- YOUR GOAL -
Please return every line below that contains the string "bool".

*** Opening of GIVEN DATA ***

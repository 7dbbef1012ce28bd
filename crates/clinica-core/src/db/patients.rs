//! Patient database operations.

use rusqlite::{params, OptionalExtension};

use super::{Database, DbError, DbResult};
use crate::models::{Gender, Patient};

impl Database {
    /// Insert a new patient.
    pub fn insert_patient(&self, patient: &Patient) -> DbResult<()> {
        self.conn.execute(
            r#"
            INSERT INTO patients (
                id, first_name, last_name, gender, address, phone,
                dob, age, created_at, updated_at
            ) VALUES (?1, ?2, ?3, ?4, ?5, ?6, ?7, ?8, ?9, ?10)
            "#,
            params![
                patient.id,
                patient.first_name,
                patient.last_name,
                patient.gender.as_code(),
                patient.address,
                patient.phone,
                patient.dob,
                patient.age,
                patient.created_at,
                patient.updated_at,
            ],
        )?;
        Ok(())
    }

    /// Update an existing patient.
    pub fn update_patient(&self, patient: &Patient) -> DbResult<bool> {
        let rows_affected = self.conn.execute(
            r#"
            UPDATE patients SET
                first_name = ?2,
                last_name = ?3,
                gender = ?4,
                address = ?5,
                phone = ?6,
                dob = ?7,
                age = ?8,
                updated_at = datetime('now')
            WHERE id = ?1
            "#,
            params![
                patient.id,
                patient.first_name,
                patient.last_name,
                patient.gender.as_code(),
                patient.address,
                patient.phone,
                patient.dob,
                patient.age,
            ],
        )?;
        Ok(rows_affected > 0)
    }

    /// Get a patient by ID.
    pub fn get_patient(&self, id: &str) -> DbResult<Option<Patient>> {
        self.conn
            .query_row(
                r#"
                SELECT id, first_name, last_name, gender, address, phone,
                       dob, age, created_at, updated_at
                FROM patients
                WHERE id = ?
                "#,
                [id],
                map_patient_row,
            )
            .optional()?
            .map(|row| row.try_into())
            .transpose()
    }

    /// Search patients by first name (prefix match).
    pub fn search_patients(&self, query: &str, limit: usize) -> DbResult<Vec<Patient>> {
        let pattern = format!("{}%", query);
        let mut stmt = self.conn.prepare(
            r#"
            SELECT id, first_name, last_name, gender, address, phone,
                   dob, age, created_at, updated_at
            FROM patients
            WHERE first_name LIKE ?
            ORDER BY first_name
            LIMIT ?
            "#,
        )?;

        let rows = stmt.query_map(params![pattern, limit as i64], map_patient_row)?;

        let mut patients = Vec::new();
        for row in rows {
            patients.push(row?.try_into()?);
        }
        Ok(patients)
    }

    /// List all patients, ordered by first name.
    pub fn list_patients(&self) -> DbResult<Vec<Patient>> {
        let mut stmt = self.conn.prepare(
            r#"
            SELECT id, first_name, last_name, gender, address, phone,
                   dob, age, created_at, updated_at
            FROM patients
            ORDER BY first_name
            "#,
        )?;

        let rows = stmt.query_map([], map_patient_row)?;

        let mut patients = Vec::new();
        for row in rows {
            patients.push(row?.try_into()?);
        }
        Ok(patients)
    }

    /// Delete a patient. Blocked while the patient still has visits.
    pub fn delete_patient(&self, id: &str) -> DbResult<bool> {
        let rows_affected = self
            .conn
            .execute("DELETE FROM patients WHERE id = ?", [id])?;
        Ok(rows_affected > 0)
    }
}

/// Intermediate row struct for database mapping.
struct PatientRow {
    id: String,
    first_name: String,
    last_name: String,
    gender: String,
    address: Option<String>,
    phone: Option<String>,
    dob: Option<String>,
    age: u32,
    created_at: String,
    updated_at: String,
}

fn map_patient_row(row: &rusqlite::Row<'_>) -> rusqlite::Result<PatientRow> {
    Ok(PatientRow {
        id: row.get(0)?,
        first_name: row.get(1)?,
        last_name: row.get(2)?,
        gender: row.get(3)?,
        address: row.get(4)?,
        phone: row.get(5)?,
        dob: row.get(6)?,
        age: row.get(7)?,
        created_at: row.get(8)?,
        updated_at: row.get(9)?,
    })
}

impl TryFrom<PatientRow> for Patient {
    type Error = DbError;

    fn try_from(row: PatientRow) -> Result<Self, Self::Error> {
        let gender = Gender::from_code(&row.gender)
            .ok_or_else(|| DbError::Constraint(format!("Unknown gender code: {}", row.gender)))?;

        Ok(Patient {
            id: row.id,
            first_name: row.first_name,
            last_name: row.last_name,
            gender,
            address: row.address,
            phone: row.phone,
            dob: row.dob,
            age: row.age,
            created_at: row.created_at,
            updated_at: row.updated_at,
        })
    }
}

*** Close of GIVEN DATA ***
*** Opening of GIVEN DATA ***

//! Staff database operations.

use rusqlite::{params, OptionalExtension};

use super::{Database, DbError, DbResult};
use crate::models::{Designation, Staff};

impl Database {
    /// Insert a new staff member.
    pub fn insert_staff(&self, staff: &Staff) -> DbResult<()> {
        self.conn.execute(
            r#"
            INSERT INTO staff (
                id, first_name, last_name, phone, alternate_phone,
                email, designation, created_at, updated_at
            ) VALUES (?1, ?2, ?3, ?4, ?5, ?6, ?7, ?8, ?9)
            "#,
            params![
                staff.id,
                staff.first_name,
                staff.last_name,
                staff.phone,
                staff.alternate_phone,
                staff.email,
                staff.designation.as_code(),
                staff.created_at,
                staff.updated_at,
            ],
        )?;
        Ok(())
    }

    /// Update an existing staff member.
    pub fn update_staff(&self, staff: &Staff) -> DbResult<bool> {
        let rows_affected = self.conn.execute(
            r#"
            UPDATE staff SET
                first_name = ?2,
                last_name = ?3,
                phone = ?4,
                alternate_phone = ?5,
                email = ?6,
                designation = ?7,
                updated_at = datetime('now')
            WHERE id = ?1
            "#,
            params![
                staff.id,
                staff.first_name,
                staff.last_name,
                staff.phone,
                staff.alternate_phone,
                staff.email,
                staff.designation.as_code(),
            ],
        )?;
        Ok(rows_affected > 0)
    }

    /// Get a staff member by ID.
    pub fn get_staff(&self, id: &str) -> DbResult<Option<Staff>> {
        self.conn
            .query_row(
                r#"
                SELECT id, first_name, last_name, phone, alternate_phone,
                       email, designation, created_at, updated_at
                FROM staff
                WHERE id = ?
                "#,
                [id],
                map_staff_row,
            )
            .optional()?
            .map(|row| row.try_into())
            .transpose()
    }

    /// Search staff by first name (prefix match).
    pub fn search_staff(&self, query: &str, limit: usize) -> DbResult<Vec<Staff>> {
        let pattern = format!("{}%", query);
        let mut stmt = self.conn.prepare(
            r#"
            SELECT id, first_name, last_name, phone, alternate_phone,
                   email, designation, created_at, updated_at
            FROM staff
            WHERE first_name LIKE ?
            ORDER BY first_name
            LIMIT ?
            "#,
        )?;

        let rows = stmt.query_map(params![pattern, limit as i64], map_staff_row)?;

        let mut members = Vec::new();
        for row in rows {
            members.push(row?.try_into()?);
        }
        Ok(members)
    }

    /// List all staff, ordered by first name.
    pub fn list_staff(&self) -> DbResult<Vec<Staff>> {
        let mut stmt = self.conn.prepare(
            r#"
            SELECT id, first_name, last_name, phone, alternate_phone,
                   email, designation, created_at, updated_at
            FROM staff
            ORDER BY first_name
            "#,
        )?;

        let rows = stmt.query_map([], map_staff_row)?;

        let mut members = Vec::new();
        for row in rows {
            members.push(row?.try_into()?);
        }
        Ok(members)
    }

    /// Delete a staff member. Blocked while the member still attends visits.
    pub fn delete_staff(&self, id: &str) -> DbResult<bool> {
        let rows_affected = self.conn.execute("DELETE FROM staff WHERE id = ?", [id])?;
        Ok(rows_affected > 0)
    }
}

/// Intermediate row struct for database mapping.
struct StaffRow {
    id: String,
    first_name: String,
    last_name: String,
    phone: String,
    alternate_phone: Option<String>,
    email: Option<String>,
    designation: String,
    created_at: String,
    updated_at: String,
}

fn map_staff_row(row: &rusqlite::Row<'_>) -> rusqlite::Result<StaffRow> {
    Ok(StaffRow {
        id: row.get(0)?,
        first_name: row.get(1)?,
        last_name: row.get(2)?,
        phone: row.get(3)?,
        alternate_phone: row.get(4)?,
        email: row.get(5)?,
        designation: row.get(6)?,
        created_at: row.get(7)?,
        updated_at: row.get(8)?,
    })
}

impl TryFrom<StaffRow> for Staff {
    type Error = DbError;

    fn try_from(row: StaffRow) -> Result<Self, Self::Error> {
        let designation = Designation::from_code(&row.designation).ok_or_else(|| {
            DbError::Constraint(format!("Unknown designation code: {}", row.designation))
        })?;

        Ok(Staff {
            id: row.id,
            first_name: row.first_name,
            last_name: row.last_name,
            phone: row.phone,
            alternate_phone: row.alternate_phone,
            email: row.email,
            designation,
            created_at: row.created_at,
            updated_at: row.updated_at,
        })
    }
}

*** Close of GIVEN DATA ***

- EXPECTED ANSWER -
    pub fn update_patient(&self, patient: &Patient) -> DbResult<bool> {
    pub fn delete_patient(&self, id: &str) -> DbResult<bool> {
    pub fn update_staff(&self, staff: &Staff) -> DbResult<bool> {
    pub fn delete_staff(&self, id: &str) -> DbResult<bool> {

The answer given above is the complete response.